Babies can be made to develop a taste for fruits and vegetables early if their mothers eat these foods while breastfeeding, and by offering them these foods regularly once they start having solid food.
Eating fruits and vegetables is linked to lower risks of obesity and certain cancers, yet many adults and children do not eat enough fruits and vegetables each day. The best predictor of how much fruits and vegetables children eat is whether they like the tastes of these foods. If babies learn to like these tastes, they can be made to start a healthy diet early.
Researchers from the Monell Chemical Senses Center, Philadelphia, randomly assigned 45 infants between 4 and 8 months of age, 20 of whom were breastfed, to one of two groups. One group was fed green beans for eight consecutive days; the other was given green beans and then peaches over the same period. Acceptance of both foods was assessed before and after repeated exposure. It was found that breastfeeding was tied to the infants' initial acceptance of green beans and peaches but only if the mother regularly consumed those foods. Breastfed infants showed greater liking of peaches, as did their mothers, who ate more fruits in general than did mothers who formula fed their babies. The enhanced acceptance of peaches among these infants can be attributed to increased exposure to the fruit flavour through breast milk.

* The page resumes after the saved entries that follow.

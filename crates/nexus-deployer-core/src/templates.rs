//! Built-in contract templates.
//!
//! Templates are static data. Only `SimpleStorage` ships with bytecode; the
//! token and NFT templates get theirs from compiled Hardhat artifacts.

use alloy::json_abi::JsonAbi;
use alloy::primitives::Bytes;

use crate::domain::{ContractParameter, ContractTemplate, TemplateCategory};

/// Init code stores the trailing constructor word in slot 0 and returns a
/// runtime that answers `get()` and `set(uint256)`.
const SIMPLE_STORAGE_BYTECODE: &str = concat!(
    "0x602060203803600039600051600055603280601a6000396000f3",
    "60003560e01c806360fe47b114601d57636d4ce63c14602657600080fd",
    "5b5060043560005500",
    "5b60005460005260206000f3",
);

const SIMPLE_STORAGE_SOURCE: &str = r#"// SPDX-License-Identifier: MIT
pragma solidity ^0.8.19;

contract SimpleStorage {
    uint256 private storedData;

    constructor(uint256 _initialValue) {
        storedData = _initialValue;
    }

    function set(uint256 _value) public {
        storedData = _value;
    }

    function get() public view returns (uint256) {
        return storedData;
    }
}
"#;

const SIMPLE_STORAGE_ABI: &str = r#"[
  {"type":"constructor","stateMutability":"nonpayable","inputs":[{"name":"_initialValue","type":"uint256","internalType":"uint256"}]},
  {"type":"function","name":"set","stateMutability":"nonpayable","inputs":[{"name":"_value","type":"uint256","internalType":"uint256"}],"outputs":[]},
  {"type":"function","name":"get","stateMutability":"view","inputs":[],"outputs":[{"name":"","type":"uint256","internalType":"uint256"}]}
]"#;

const SIMPLE_TOKEN_SOURCE: &str = r#"// SPDX-License-Identifier: MIT
pragma solidity ^0.8.19;

contract SimpleToken {
    string public name;
    string public symbol;
    uint8 public decimals;
    uint256 public totalSupply;
    address public owner;

    mapping(address => uint256) public balanceOf;
    mapping(address => mapping(address => uint256)) public allowance;

    event Transfer(address indexed from, address indexed to, uint256 value);
    event Approval(address indexed owner, address indexed spender, uint256 value);

    modifier onlyOwner() {
        require(msg.sender == owner, "Only owner can call this function");
        _;
    }

    constructor(string memory _name, string memory _symbol, uint8 _decimals, uint256 _initialSupply) {
        name = _name;
        symbol = _symbol;
        decimals = _decimals;
        totalSupply = _initialSupply * 10**_decimals;
        owner = msg.sender;
        balanceOf[msg.sender] = totalSupply;
        emit Transfer(address(0), msg.sender, totalSupply);
    }

    function transfer(address _to, uint256 _value) public returns (bool) {
        require(_to != address(0), "Cannot transfer to zero address");
        require(balanceOf[msg.sender] >= _value, "Insufficient balance");
        balanceOf[msg.sender] -= _value;
        balanceOf[_to] += _value;
        emit Transfer(msg.sender, _to, _value);
        return true;
    }

    function approve(address _spender, uint256 _value) public returns (bool) {
        allowance[msg.sender][_spender] = _value;
        emit Approval(msg.sender, _spender, _value);
        return true;
    }

    function transferFrom(address _from, address _to, uint256 _value) public returns (bool) {
        require(_to != address(0), "Cannot transfer to zero address");
        require(balanceOf[_from] >= _value, "Insufficient balance");
        require(allowance[_from][msg.sender] >= _value, "Insufficient allowance");
        balanceOf[_from] -= _value;
        balanceOf[_to] += _value;
        allowance[_from][msg.sender] -= _value;
        emit Transfer(_from, _to, _value);
        return true;
    }

    function mint(address _to, uint256 _value) public onlyOwner {
        require(_to != address(0), "Cannot mint to zero address");
        totalSupply += _value;
        balanceOf[_to] += _value;
        emit Transfer(address(0), _to, _value);
    }

    function burn(uint256 _value) public {
        require(balanceOf[msg.sender] >= _value, "Insufficient balance to burn");
        balanceOf[msg.sender] -= _value;
        totalSupply -= _value;
        emit Transfer(msg.sender, address(0), _value);
    }
}
"#;

const SIMPLE_TOKEN_ABI: &str = r#"[
  {"type":"constructor","stateMutability":"nonpayable","inputs":[
    {"name":"_name","type":"string","internalType":"string"},
    {"name":"_symbol","type":"string","internalType":"string"},
    {"name":"_decimals","type":"uint8","internalType":"uint8"},
    {"name":"_initialSupply","type":"uint256","internalType":"uint256"}]},
  {"type":"function","name":"name","stateMutability":"view","inputs":[],"outputs":[{"name":"","type":"string","internalType":"string"}]},
  {"type":"function","name":"symbol","stateMutability":"view","inputs":[],"outputs":[{"name":"","type":"string","internalType":"string"}]},
  {"type":"function","name":"decimals","stateMutability":"view","inputs":[],"outputs":[{"name":"","type":"uint8","internalType":"uint8"}]},
  {"type":"function","name":"totalSupply","stateMutability":"view","inputs":[],"outputs":[{"name":"","type":"uint256","internalType":"uint256"}]},
  {"type":"function","name":"balanceOf","stateMutability":"view","inputs":[{"name":"","type":"address","internalType":"address"}],"outputs":[{"name":"","type":"uint256","internalType":"uint256"}]},
  {"type":"function","name":"transfer","stateMutability":"nonpayable","inputs":[{"name":"_to","type":"address","internalType":"address"},{"name":"_value","type":"uint256","internalType":"uint256"}],"outputs":[{"name":"","type":"bool","internalType":"bool"}]},
  {"type":"function","name":"approve","stateMutability":"nonpayable","inputs":[{"name":"_spender","type":"address","internalType":"address"},{"name":"_value","type":"uint256","internalType":"uint256"}],"outputs":[{"name":"","type":"bool","internalType":"bool"}]},
  {"type":"function","name":"transferFrom","stateMutability":"nonpayable","inputs":[{"name":"_from","type":"address","internalType":"address"},{"name":"_to","type":"address","internalType":"address"},{"name":"_value","type":"uint256","internalType":"uint256"}],"outputs":[{"name":"","type":"bool","internalType":"bool"}]},
  {"type":"function","name":"mint","stateMutability":"nonpayable","inputs":[{"name":"_to","type":"address","internalType":"address"},{"name":"_value","type":"uint256","internalType":"uint256"}],"outputs":[]},
  {"type":"function","name":"burn","stateMutability":"nonpayable","inputs":[{"name":"_value","type":"uint256","internalType":"uint256"}],"outputs":[]}
]"#;

const SIMPLE_NFT_SOURCE: &str = r#"// SPDX-License-Identifier: MIT
pragma solidity ^0.8.19;

contract SimpleNFT {
    string public name;
    string public symbol;
    uint256 public totalSupply;
    address public owner;

    mapping(uint256 => address) public ownerOf;
    mapping(address => uint256) public balanceOf;
    mapping(uint256 => address) public getApproved;
    mapping(address => mapping(address => bool)) public isApprovedForAll;
    mapping(uint256 => string) public tokenURI;

    event Transfer(address indexed from, address indexed to, uint256 indexed tokenId);
    event Approval(address indexed owner, address indexed approved, uint256 indexed tokenId);
    event ApprovalForAll(address indexed owner, address indexed operator, bool approved);

    modifier onlyOwner() {
        require(msg.sender == owner, "Only owner can call this function");
        _;
    }

    constructor(string memory _name, string memory _symbol) {
        name = _name;
        symbol = _symbol;
        owner = msg.sender;
    }

    function mint(address _to, uint256 _tokenId, string memory _tokenURI) public onlyOwner {
        require(_to != address(0), "Cannot mint to zero address");
        require(ownerOf[_tokenId] == address(0), "Token already exists");
        ownerOf[_tokenId] = _to;
        balanceOf[_to] += 1;
        totalSupply += 1;
        tokenURI[_tokenId] = _tokenURI;
        emit Transfer(address(0), _to, _tokenId);
    }

    function approve(address _approved, uint256 _tokenId) public {
        require(ownerOf[_tokenId] == msg.sender, "Not the owner of this token");
        getApproved[_tokenId] = _approved;
        emit Approval(msg.sender, _approved, _tokenId);
    }

    function setApprovalForAll(address _operator, bool _approved) public {
        isApprovedForAll[msg.sender][_operator] = _approved;
        emit ApprovalForAll(msg.sender, _operator, _approved);
    }

    function transferFrom(address _from, address _to, uint256 _tokenId) public {
        require(_to != address(0), "Cannot transfer to zero address");
        require(ownerOf[_tokenId] == _from, "From address is not the owner");
        require(
            msg.sender == _from ||
            getApproved[_tokenId] == msg.sender ||
            isApprovedForAll[_from][msg.sender],
            "Not approved to transfer this token"
        );
        ownerOf[_tokenId] = _to;
        balanceOf[_from] -= 1;
        balanceOf[_to] += 1;
        getApproved[_tokenId] = address(0);
        emit Transfer(_from, _to, _tokenId);
    }
}
"#;

const SIMPLE_NFT_ABI: &str = r#"[
  {"type":"constructor","stateMutability":"nonpayable","inputs":[
    {"name":"_name","type":"string","internalType":"string"},
    {"name":"_symbol","type":"string","internalType":"string"}]},
  {"type":"function","name":"name","stateMutability":"view","inputs":[],"outputs":[{"name":"","type":"string","internalType":"string"}]},
  {"type":"function","name":"symbol","stateMutability":"view","inputs":[],"outputs":[{"name":"","type":"string","internalType":"string"}]},
  {"type":"function","name":"totalSupply","stateMutability":"view","inputs":[],"outputs":[{"name":"","type":"uint256","internalType":"uint256"}]},
  {"type":"function","name":"ownerOf","stateMutability":"view","inputs":[{"name":"","type":"uint256","internalType":"uint256"}],"outputs":[{"name":"","type":"address","internalType":"address"}]},
  {"type":"function","name":"balanceOf","stateMutability":"view","inputs":[{"name":"","type":"address","internalType":"address"}],"outputs":[{"name":"","type":"uint256","internalType":"uint256"}]},
  {"type":"function","name":"mint","stateMutability":"nonpayable","inputs":[{"name":"_to","type":"address","internalType":"address"},{"name":"_tokenId","type":"uint256","internalType":"uint256"},{"name":"_tokenURI","type":"string","internalType":"string"}],"outputs":[]},
  {"type":"function","name":"approve","stateMutability":"nonpayable","inputs":[{"name":"_approved","type":"address","internalType":"address"},{"name":"_tokenId","type":"uint256","internalType":"uint256"}],"outputs":[]},
  {"type":"function","name":"setApprovalForAll","stateMutability":"nonpayable","inputs":[{"name":"_operator","type":"address","internalType":"address"},{"name":"_approved","type":"bool","internalType":"bool"}],"outputs":[]},
  {"type":"function","name":"transferFrom","stateMutability":"nonpayable","inputs":[{"name":"_from","type":"address","internalType":"address"},{"name":"_to","type":"address","internalType":"address"},{"name":"_tokenId","type":"uint256","internalType":"uint256"}],"outputs":[]}
]"#;

#[derive(Debug, Clone)]
pub struct TemplateRegistry {
    templates: Vec<ContractTemplate>,
}

impl Default for TemplateRegistry {
    fn default() -> Self {
        Self::builtin()
    }
}

impl TemplateRegistry {
    pub fn builtin() -> Self {
        Self {
            templates: vec![simple_storage(), simple_token(), simple_nft()],
        }
    }

    pub fn get(&self, id: &str) -> Option<&ContractTemplate> {
        self.templates.iter().find(|t| t.id == id)
    }

    pub fn iter(&self) -> impl Iterator<Item = &ContractTemplate> {
        self.templates.iter()
    }

    pub fn by_category(
        &self,
        category: TemplateCategory,
    ) -> impl Iterator<Item = &ContractTemplate> {
        self.templates.iter().filter(move |t| t.category == category)
    }

    pub fn len(&self) -> usize {
        self.templates.len()
    }

    pub fn is_empty(&self) -> bool {
        self.templates.is_empty()
    }

    /// Attaches compiled output to the template whose Solidity contract is
    /// `artifact_name`. Returns `false` when no template matches.
    pub fn attach_artifact(
        &mut self,
        artifact_name: &str,
        bytecode: Bytes,
        abi: Option<JsonAbi>,
    ) -> bool {
        let Some(template) = self
            .templates
            .iter_mut()
            .find(|t| t.artifact_name == artifact_name)
        else {
            return false;
        };
        template.bytecode = Some(bytecode);
        if let Some(abi) = abi {
            template.abi = abi;
        }
        true
    }
}

fn param(
    name: &str,
    kind: &str,
    description: &str,
    default_value: &str,
    max_len: Option<usize>,
) -> ContractParameter {
    ContractParameter {
        name: name.to_owned(),
        kind: kind.parse().expect("valid built-in parameter type"),
        description: description.to_owned(),
        required: true,
        default_value: Some(default_value.to_owned()),
        max_len,
    }
}

fn abi(json: &str) -> JsonAbi {
    serde_json::from_str(json).expect("valid built-in abi")
}

fn simple_storage() -> ContractTemplate {
    ContractTemplate {
        id: "simple-storage".to_owned(),
        name: "Simple Storage".to_owned(),
        description: "A basic smart contract for storing and retrieving a value".to_owned(),
        category: TemplateCategory::Storage,
        artifact_name: "SimpleStorage".to_owned(),
        parameters: vec![param(
            "initialValue",
            "uint256",
            "Initial value to store in the contract",
            "42",
            None,
        )],
        source_code: SIMPLE_STORAGE_SOURCE.to_owned(),
        abi: abi(SIMPLE_STORAGE_ABI),
        bytecode: Some(
            SIMPLE_STORAGE_BYTECODE
                .parse()
                .expect("valid built-in bytecode"),
        ),
    }
}

fn simple_token() -> ContractTemplate {
    ContractTemplate {
        id: "simple-token".to_owned(),
        name: "ERC-20 Token".to_owned(),
        description: "A standard ERC-20 token contract with mint and burn functionality"
            .to_owned(),
        category: TemplateCategory::Token,
        artifact_name: "SimpleToken".to_owned(),
        parameters: vec![
            param("name", "string", "Token name (e.g., \"My Token\")", "MyToken", Some(30)),
            param("symbol", "string", "Token symbol (e.g., \"MTK\")", "MTK", Some(10)),
            param(
                "decimals",
                "uint8",
                "Number of decimal places (usually 18)",
                "18",
                None,
            ),
            param(
                "initialSupply",
                "uint256",
                "Initial token supply (without decimals)",
                "1000000",
                None,
            ),
        ],
        source_code: SIMPLE_TOKEN_SOURCE.to_owned(),
        abi: abi(SIMPLE_TOKEN_ABI),
        bytecode: None,
    }
}

fn simple_nft() -> ContractTemplate {
    ContractTemplate {
        id: "simple-nft".to_owned(),
        name: "NFT Collection".to_owned(),
        description:
            "A simple NFT contract for creating digital collectibles with metadata support"
                .to_owned(),
        category: TemplateCategory::Nft,
        artifact_name: "SimpleNFT".to_owned(),
        parameters: vec![
            param(
                "name",
                "string",
                "NFT collection name (e.g., \"My NFT Collection\")",
                "MyNFT",
                Some(30),
            ),
            param(
                "symbol",
                "string",
                "NFT collection symbol (e.g., \"MNFT\")",
                "MNFT",
                Some(10),
            ),
        ],
        source_code: SIMPLE_NFT_SOURCE.to_owned(),
        abi: abi(SIMPLE_NFT_ABI),
        bytecode: None,
    }
}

The findings suggest that flavours from the mother's diet are transmitted through amniotic fluid and mother's milk. So, a baby learns to like a food's taste when the mother eats that food on a regular basis.
Both groups of mothers reported eating green beans and green vegetables infrequently at levels below current recommendations and there was no difference in the amount of green beans eaten by breastfed and formula-fed infants the first time the vegetables were offered. Once weaned, repeatedly offering green beans over eight days, with or without peaches, enhanced acceptance of the vegetable in both breastfed and formula-fed infants increasing intake by almost three-fold.
Babies are born with a dislike for bitter tastes, and their facial expressions do not always match their willingness to eat fruits and vegetables. But if mothers want their babies to learn to like to eat vegetables, especially green vegetables, they need to provide them with opportunities to taste these foods. The results also suggest that mothers should not give up on a food just because her infant does not seem to approve it.